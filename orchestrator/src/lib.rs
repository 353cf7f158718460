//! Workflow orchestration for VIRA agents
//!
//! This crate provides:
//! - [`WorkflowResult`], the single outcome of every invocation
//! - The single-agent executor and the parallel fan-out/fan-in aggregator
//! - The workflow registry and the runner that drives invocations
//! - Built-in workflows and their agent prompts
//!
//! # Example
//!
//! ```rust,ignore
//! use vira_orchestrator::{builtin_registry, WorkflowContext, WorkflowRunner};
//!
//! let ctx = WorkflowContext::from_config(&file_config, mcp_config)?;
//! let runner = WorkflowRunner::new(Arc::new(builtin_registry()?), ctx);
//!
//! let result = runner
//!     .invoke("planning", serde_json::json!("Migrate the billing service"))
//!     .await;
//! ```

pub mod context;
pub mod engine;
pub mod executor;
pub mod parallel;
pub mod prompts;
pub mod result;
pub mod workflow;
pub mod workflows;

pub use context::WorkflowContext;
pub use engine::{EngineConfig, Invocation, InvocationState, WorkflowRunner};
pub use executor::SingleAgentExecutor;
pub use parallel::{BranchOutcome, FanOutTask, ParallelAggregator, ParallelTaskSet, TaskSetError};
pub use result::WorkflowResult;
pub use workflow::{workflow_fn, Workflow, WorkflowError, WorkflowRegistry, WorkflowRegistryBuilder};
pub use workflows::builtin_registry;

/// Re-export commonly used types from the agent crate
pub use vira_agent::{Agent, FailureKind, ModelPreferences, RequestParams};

**Task brief**
Each of the records shown above needs to be repeated exactly.

**Written reply**
filename orchestrator/src/lib.rs
repository 353cf7f158718460
//! Workflow orchestration for VIRA agents
//!
//! This crate provides:
//! - [`WorkflowResult`], the single outcome of every invocation
//! - The single-agent executor and the parallel fan-out/fan-in aggregator
//! - The workflow registry and the runner that drives invocations
//! - Built-in workflows and their agent prompts
//!
//! # Example
//!
//! ```rust,ignore
//! use vira_orchestrator::{builtin_registry, WorkflowContext, WorkflowRunner};
//!
//! let ctx = WorkflowContext::from_config(&file_config, mcp_config)?;
//! let runner = WorkflowRunner::new(Arc::new(builtin_registry()?), ctx);
//!
//! let result = runner
//!     .invoke("planning", serde_json::json!("Migrate the billing service"))
//!     .await;
//! ```

pub mod context;
pub mod engine;
pub mod executor;
pub mod parallel;
pub mod prompts;
pub mod result;
pub mod workflow;
pub mod workflows;

pub use context::WorkflowContext;
pub use engine::{EngineConfig, Invocation, InvocationState, WorkflowRunner};
pub use executor::SingleAgentExecutor;
pub use parallel::{BranchOutcome, FanOutTask, ParallelAggregator, ParallelTaskSet, TaskSetError};
pub use result::WorkflowResult;
pub use workflow::{workflow_fn, Workflow, WorkflowError, WorkflowRegistry, WorkflowRegistryBuilder};
pub use workflows::builtin_registry;

/// Re-export commonly used types from the agent crate
pub use vira_agent::{Agent, FailureKind, ModelPreferences, RequestParams};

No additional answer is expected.